AI WEIWEI: I think my father lived his life under very strong political censorship and he paid his lifetime for that. You know, he was exiled, he was in jail not for one year but over 20 years. And I grew up with him. I don’t think he would be surprised for me to fight, to defend the freedom of speech. And I think he would be proud if he knows I’m doing that but of course he will be worried because he knows this kind of condition in most cases, you cannot win.

LAURA FLANDERS: We started by talking about those images from Gaza. How do you decide to work on subjects of migration or incarceration, or as you did the naming of the children killed in the earthquake in Sichuan?

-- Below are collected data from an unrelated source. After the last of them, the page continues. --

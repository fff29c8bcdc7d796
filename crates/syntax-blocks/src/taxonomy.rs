//! Per-language classification of node kinds into blocks, functions and
//! classes.
//!
//! Every table is static data; the registry hands out one immutable
//! [`LanguageTaxonomy`] per [`Language`] for the lifetime of the process.
//! Lookups by language id treat an unknown id as "no capability": predicates
//! answer `false` and extractors answer `None`.

use crate::extract;
use crate::language::Language;
use crate::syntax::{KindSet, SyntaxNode};
use crate::types::{BlockInfo, ClassInfo, FunctionInfo, Range};
use once_cell::sync::Lazy;

/// Where an anonymous function literal may pick up a name from
#[derive(Debug, Clone, Copy)]
pub struct DeclaratorRule {
    /// Node kinds binding a name to a value (`variable_declarator`)
    pub declarator_kinds: &'static [&'static str],
    /// Statements a declarator must sit in for the binding to count
    pub declaration_kinds: &'static [&'static str],
}

/// Immutable block taxonomy of one language
#[derive(Debug, Clone)]
pub struct LanguageTaxonomy {
    language: Language,
    blocks: KindSet,
    functions: KindSet,
    classes: KindSet,
    anonymous_functions: KindSet,
    declarator: Option<DeclaratorRule>,
}

impl LanguageTaxonomy {
    fn new(
        language: Language,
        blocks: &[&'static str],
        functions: &[&'static str],
        classes: &[&'static str],
        anonymous_functions: &[&'static str],
        declarator: Option<DeclaratorRule>,
    ) -> Self {
        Self {
            language,
            blocks: blocks.iter().copied().collect(),
            functions: functions.iter().copied().collect(),
            classes: classes.iter().copied().collect(),
            anonymous_functions: anonymous_functions.iter().copied().collect(),
            declarator,
        }
    }

    /// Same taxonomy for a markup dialect: base blocks plus `markup` kinds,
    /// everything else unchanged.
    fn with_markup(&self, language: Language, markup: &[&'static str]) -> Self {
        let mut derived = self.clone();
        derived.language = language;
        derived.blocks.extend(markup.iter().copied());
        derived
    }

    #[must_use]
    pub fn language(&self) -> Language {
        self.language
    }

    #[must_use]
    pub fn is_block(&self, kind: &str) -> bool {
        self.blocks.contains(kind)
    }

    #[must_use]
    pub fn is_function_block(&self, kind: &str) -> bool {
        self.functions.contains(kind)
    }

    #[must_use]
    pub fn is_class_block(&self, kind: &str) -> bool {
        self.classes.contains(kind)
    }

    /// Function kinds that never carry a name of their own
    #[must_use]
    pub fn is_anonymous_function(&self, kind: &str) -> bool {
        self.anonymous_functions.contains(kind)
    }

    #[must_use]
    pub fn block_kinds(&self) -> &KindSet {
        &self.blocks
    }

    #[must_use]
    pub fn function_kinds(&self) -> &KindSet {
        &self.functions
    }

    #[must_use]
    pub fn class_kinds(&self) -> &KindSet {
        &self.classes
    }

    /// Union of function and class kinds
    #[must_use]
    pub fn function_and_class_kinds(&self) -> KindSet {
        self.functions.union(&self.classes).copied().collect()
    }

    #[must_use]
    pub fn declarator_rule(&self) -> Option<&DeclaratorRule> {
        self.declarator.as_ref()
    }

    #[must_use]
    pub fn extract_function_info(&self, node: &SyntaxNode<'_>) -> Option<FunctionInfo> {
        if !self.is_function_block(node.kind()) {
            return None;
        }
        extract::function_info(self, node)
    }

    #[must_use]
    pub fn extract_class_info(&self, node: &SyntaxNode<'_>) -> Option<ClassInfo> {
        if !self.is_class_block(node.kind()) {
            return None;
        }
        Some(extract::class_info(node))
    }

    /// Classify a node already known to be interesting. Function kinds whose
    /// extractor finds nothing fall back to a generic block.
    #[must_use]
    pub fn classify(&self, node: &SyntaxNode<'_>) -> BlockInfo {
        if let Some(info) = self.extract_function_info(node) {
            return BlockInfo::Function(info);
        }
        if let Some(info) = self.extract_class_info(node) {
            return BlockInfo::Class(info);
        }
        BlockInfo::other(node, Range::of_node(node))
    }
}

const JAVASCRIPT_BLOCKS: &[&str] = &[
    "function",
    "function_declaration",
    "function_expression",
    "generator_function",
    "generator_function_declaration",
    "arrow_function",
    "class_declaration",
    "method_definition",
    "if_statement",
    "switch_case",
    "while_statement",
    "do_statement",
    "for_statement",
    "for_in_statement",
    "try_statement",
    "catch_clause",
    "block",
    "export_statement",
    "lexical_declaration",
];

const JAVASCRIPT_FUNCTIONS: &[&str] = &[
    "function",
    "function_declaration",
    "function_expression",
    "generator_function",
    "generator_function_declaration",
    "arrow_function",
    "method_definition",
];

const JAVASCRIPT_ANONYMOUS_FUNCTIONS: &[&str] = &[
    "function",
    "function_expression",
    "generator_function",
    "arrow_function",
];

const JAVASCRIPT_CLASSES: &[&str] = &["class_declaration"];

const JAVASCRIPT_DECLARATORS: DeclaratorRule = DeclaratorRule {
    declarator_kinds: &["variable_declarator"],
    declaration_kinds: &[
        "lexical_declaration",
        "variable_declaration",
        "export_statement",
    ],
};

const TYPESCRIPT_BLOCKS: &[&str] = &[
    "function",
    "function_declaration",
    "function_expression",
    "generator_function",
    "generator_function_declaration",
    "arrow_function",
    "class_declaration",
    "abstract_class_declaration",
    "interface_declaration",
    "method_definition",
    "method_signature",
    "enum_declaration",
    "type_alias_declaration",
    "lexical_declaration",
    "if_statement",
    "switch_case",
    "while_statement",
    "do_statement",
    "for_statement",
    "for_in_statement",
    "for_of_statement",
    "try_statement",
    "catch_clause",
    "block",
    "module",
    "public_field_definition",
    "private_field_definition",
    "export_statement",
];

const TYPESCRIPT_CLASSES: &[&str] = &[
    "class_declaration",
    "abstract_class_declaration",
    "interface_declaration",
];

const MARKUP_BLOCKS: &[&str] = &[
    "jsx_element",
    "jsx_self_closing_element",
    "jsx_expression",
    "jsx_fragment",
];

const PYTHON_BLOCKS: &[&str] = &[
    "function_definition",
    "class_definition",
    "compound_statement",
    "if_statement",
    "elif_clause",
    "else_clause",
    "for_statement",
    "while_statement",
    "try_statement",
    "except_clause",
    "with_statement",
    "decorated_definition",
];

const RUST_BLOCKS: &[&str] = &[
    "function_item",
    "function_signature_item",
    "closure_expression",
    "impl_item",
    "trait_item",
    "struct_item",
    "enum_item",
    "union_item",
    "mod_item",
    "macro_definition",
    "const_item",
    "static_item",
    "if_expression",
    "match_expression",
    "match_arm",
    "for_expression",
    "while_expression",
    "loop_expression",
    "unsafe_block",
    "async_block",
];

const RUST_CLASSES: &[&str] = &["struct_item", "enum_item", "union_item", "trait_item"];

const GO_BLOCKS: &[&str] = &[
    "function_declaration",
    "method_declaration",
    "func_literal",
    "type_declaration",
    "type_spec",
    "if_statement",
    "for_statement",
    "expression_switch_statement",
    "type_switch_statement",
    "select_statement",
    "expression_case",
    "type_case",
    "communication_case",
    "default_case",
];

const JAVA_BLOCKS: &[&str] = &[
    "class_declaration",
    "interface_declaration",
    "enum_declaration",
    "record_declaration",
    "annotation_type_declaration",
    "method_declaration",
    "constructor_declaration",
    "lambda_expression",
    "static_initializer",
    "if_statement",
    "for_statement",
    "enhanced_for_statement",
    "while_statement",
    "do_statement",
    "try_statement",
    "try_with_resources_statement",
    "catch_clause",
    "finally_clause",
    "switch_expression",
    "switch_block_statement_group",
    "synchronized_statement",
];

const JAVA_CLASSES: &[&str] = &[
    "class_declaration",
    "interface_declaration",
    "enum_declaration",
    "record_declaration",
];

const JAVA_DECLARATORS: DeclaratorRule = DeclaratorRule {
    declarator_kinds: &["variable_declarator"],
    declaration_kinds: &["local_variable_declaration", "field_declaration"],
};

static JAVASCRIPT: Lazy<LanguageTaxonomy> = Lazy::new(|| {
    LanguageTaxonomy::new(
        Language::JavaScript,
        JAVASCRIPT_BLOCKS,
        JAVASCRIPT_FUNCTIONS,
        JAVASCRIPT_CLASSES,
        JAVASCRIPT_ANONYMOUS_FUNCTIONS,
        Some(JAVASCRIPT_DECLARATORS),
    )
});

static JAVASCRIPT_REACT: Lazy<LanguageTaxonomy> =
    Lazy::new(|| JAVASCRIPT.with_markup(Language::JavaScriptReact, MARKUP_BLOCKS));

static TYPESCRIPT: Lazy<LanguageTaxonomy> = Lazy::new(|| {
    LanguageTaxonomy::new(
        Language::TypeScript,
        TYPESCRIPT_BLOCKS,
        JAVASCRIPT_FUNCTIONS,
        TYPESCRIPT_CLASSES,
        JAVASCRIPT_ANONYMOUS_FUNCTIONS,
        Some(JAVASCRIPT_DECLARATORS),
    )
});

static TYPESCRIPT_REACT: Lazy<LanguageTaxonomy> =
    Lazy::new(|| TYPESCRIPT.with_markup(Language::TypeScriptReact, MARKUP_BLOCKS));

static PYTHON: Lazy<LanguageTaxonomy> = Lazy::new(|| {
    LanguageTaxonomy::new(
        Language::Python,
        PYTHON_BLOCKS,
        &["function_definition"],
        &["class_definition"],
        &[],
        None,
    )
});

static RUST: Lazy<LanguageTaxonomy> = Lazy::new(|| {
    LanguageTaxonomy::new(
        Language::Rust,
        RUST_BLOCKS,
        &["function_item", "function_signature_item"],
        RUST_CLASSES,
        &[],
        None,
    )
});

static GO: Lazy<LanguageTaxonomy> = Lazy::new(|| {
    LanguageTaxonomy::new(
        Language::Go,
        GO_BLOCKS,
        &["function_declaration", "method_declaration", "func_literal"],
        &["type_spec"],
        &["func_literal"],
        None,
    )
});

static JAVA: Lazy<LanguageTaxonomy> = Lazy::new(|| {
    LanguageTaxonomy::new(
        Language::Java,
        JAVA_BLOCKS,
        &[
            "method_declaration",
            "constructor_declaration",
            "lambda_expression",
        ],
        JAVA_CLASSES,
        &["lambda_expression"],
        Some(JAVA_DECLARATORS),
    )
});

/// Taxonomy of a supported language
#[must_use]
pub fn for_language(language: Language) -> &'static LanguageTaxonomy {
    match language {
        Language::JavaScript => &JAVASCRIPT,
        Language::JavaScriptReact => &JAVASCRIPT_REACT,
        Language::TypeScript => &TYPESCRIPT,
        Language::TypeScriptReact => &TYPESCRIPT_REACT,
        Language::Python => &PYTHON,
        Language::Rust => &RUST,
        Language::Go => &GO,
        Language::Java => &JAVA,
    }
}

/// Taxonomy registered for an editor language id
#[must_use]
pub fn lookup(language_id: &str) -> Option<&'static LanguageTaxonomy> {
    Language::from_id(language_id).map(for_language)
}

#[must_use]
pub fn is_block(language_id: &str, kind: &str) -> bool {
    lookup(language_id).is_some_and(|taxonomy| taxonomy.is_block(kind))
}

#[must_use]
pub fn is_function_block(language_id: &str, kind: &str) -> bool {
    lookup(language_id).is_some_and(|taxonomy| taxonomy.is_function_block(kind))
}

#[must_use]
pub fn is_class_block(language_id: &str, kind: &str) -> bool {
    lookup(language_id).is_some_and(|taxonomy| taxonomy.is_class_block(kind))
}

#[must_use]
pub fn extract_function_info(language_id: &str, node: &SyntaxNode<'_>) -> Option<FunctionInfo> {
    lookup(language_id).and_then(|taxonomy| taxonomy.extract_function_info(node))
}

#[must_use]
pub fn extract_class_info(language_id: &str, node: &SyntaxNode<'_>) -> Option<ClassInfo> {
    lookup(language_id).and_then(|taxonomy| taxonomy.extract_class_info(node))
}
use syntax_blocks::{Language, LanguageParser, ParserConfig, DEFAULT_MIN_BLOCK_COUNT};

fn statements(count: usize) -> String {
    (0..count)
        .map(|i| format!("const value{i} = compute({i});"))
        .collect::<Vec<_>>()
        .join("\n")
}

#[tokio::test]
async fn truncated_generation_keeps_every_complete_statement() {
    let complete = statements(25);
    let truncated = format!("{complete}\nconst value25 = compute(");

    let parser = LanguageParser::with_builtin_grammar(Language::JavaScript);
    let repaired = parser
        .trim_to_valid_suffix(&truncated, Some(DEFAULT_MIN_BLOCK_COUNT))
        .await
        .expect("trim");

    assert_eq!(repaired, complete);
    assert!(repaired.ends_with("const value24 = compute(24);"));
}

#[tokio::test]
async fn trailing_run_of_broken_statements_is_skipped() {
    let complete = statements(22);
    let truncated = format!("{complete}\nconst a = {{\nconst b = [\nconst c = (");

    let parser = LanguageParser::with_builtin_grammar(Language::TypeScript);
    let tree = parser.parse_text(&truncated).await.expect("parse");
    assert!(tree.has_error());

    let repaired = parser
        .trim_to_valid_suffix(&truncated, Some(20))
        .await
        .expect("trim");
    assert!(repaired.starts_with("const value0 = compute(0);"));
    assert!(!repaired.contains("const c"));
    // The floor of 20 leading children is never trimmed into.
    assert!(repaired.contains("const value19 = compute(19);"));
}

#[tokio::test]
async fn short_clean_text_loses_only_the_margin_child() {
    let parser = LanguageParser::with_builtin_grammar(Language::Python);
    let text = "import os\nx = 1\nprint(x)";

    let once = parser.trim_to_valid_suffix(text, None).await.expect("trim");
    assert_eq!(once, "import os\nx = 1");

    let twice = parser.trim_to_valid_suffix(text, None).await.expect("trim");
    assert_eq!(once, twice);
}

#[tokio::test]
async fn streamed_suffix_drops_leading_fragment() {
    let complete = statements(25);
    let streamed = format!("}}\n{complete}");

    let parser = LanguageParser::with_builtin_grammar(Language::JavaScript);
    let repaired = parser
        .trim_to_valid_prefix(&streamed, Some(20))
        .await
        .expect("trim");
    assert_eq!(repaired, complete);
}

#[tokio::test]
async fn streaming_preset_floor_applies() {
    let parser = LanguageParser::new(
        Language::JavaScript,
        ParserConfig::for_streaming(),
        std::sync::Arc::new(syntax_blocks::BuiltinGrammars),
    );
    let complete = statements(8);
    let truncated = format!("{complete}\nconst tail = [");

    let repaired = parser.trim_to_valid_suffix(&truncated, None).await.expect("trim");
    assert_eq!(repaired, complete);
}

#[tokio::test]
async fn empty_and_whitespace_text_round_trips() {
    let parser = LanguageParser::with_builtin_grammar(Language::Rust);
    for text in ["", "\n\n   \n"] {
        assert_eq!(parser.trim_to_valid_suffix(text, None).await.expect("trim"), text);
        assert_eq!(parser.trim_to_valid_prefix(text, None).await.expect("trim"), text);
    }
}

AI WEIWEI: I made my, how do you say, my comment or it’s kind of commentary only because those topic I cannot avoid to escape from. Very often people would ask me, what’s your opinion? So I have to be honest to give out my opinion. I cannot say I don’t have any opinion about it. But I’m not this kind of very active activist. I’m just being forced to act. But I’m proud of doing that because that is the meaning of life, to give dignity to life itself rather than anything else.

LAURA FLANDERS: But you were pushed to focus on migrants to focus?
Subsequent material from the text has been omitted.